*Task to carry out:*
All that should appear is the run of lines from the one containing "free of I/O." through the end of the records, each repeated exactly.

*Supplied data:*
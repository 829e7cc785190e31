//! Quote computation for the skew market-making engine.
//!
//! Provides:
//! - Inventory-skewed spread curves with a 0.5 balance point
//! - Fixed / dynamic / hybrid spread modes driven by volatility
//! - ATR-based volatility tracking over a bounded candle window
//!
//! # Architecture
//!
//! ```text
//! Candle stream → VolatilityTracker ──► volatility_factor()
//!                                              │
//! Positions + balance → InventoryExposure ─────┤
//!                                              ▼
//!                              compute_quote() → Quote {buy, sell, basis}
//! ```
//!
//! Everything here is synchronous and free of I/O.

pub mod config;
pub mod error;
pub mod inventory;
pub mod quote_engine;
pub mod volatility;

pub use config::{QuoteConfig, SpreadMode, VolatilityConfig};
pub use error::{QuoteError, QuoteResult};
pub use inventory::InventoryExposure;
pub use quote_engine::{
    compute_quote, compute_spreads, effective_bounds, volatility_factor, Quote, SpreadBounds,
};
pub use volatility::{VolatilitySample, VolatilityTracker};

*Output:*
//! Everything here is synchronous and free of I/O.

pub mod config;
pub mod error;
pub mod inventory;
pub mod quote_engine;
pub mod volatility;

pub use config::{QuoteConfig, SpreadMode, VolatilityConfig};
pub use error::{QuoteError, QuoteResult};
pub use inventory::InventoryExposure;
pub use quote_engine::{
    compute_quote, compute_spreads, effective_bounds, volatility_factor, Quote, SpreadBounds,
};
pub use volatility::{VolatilitySample, VolatilityTracker};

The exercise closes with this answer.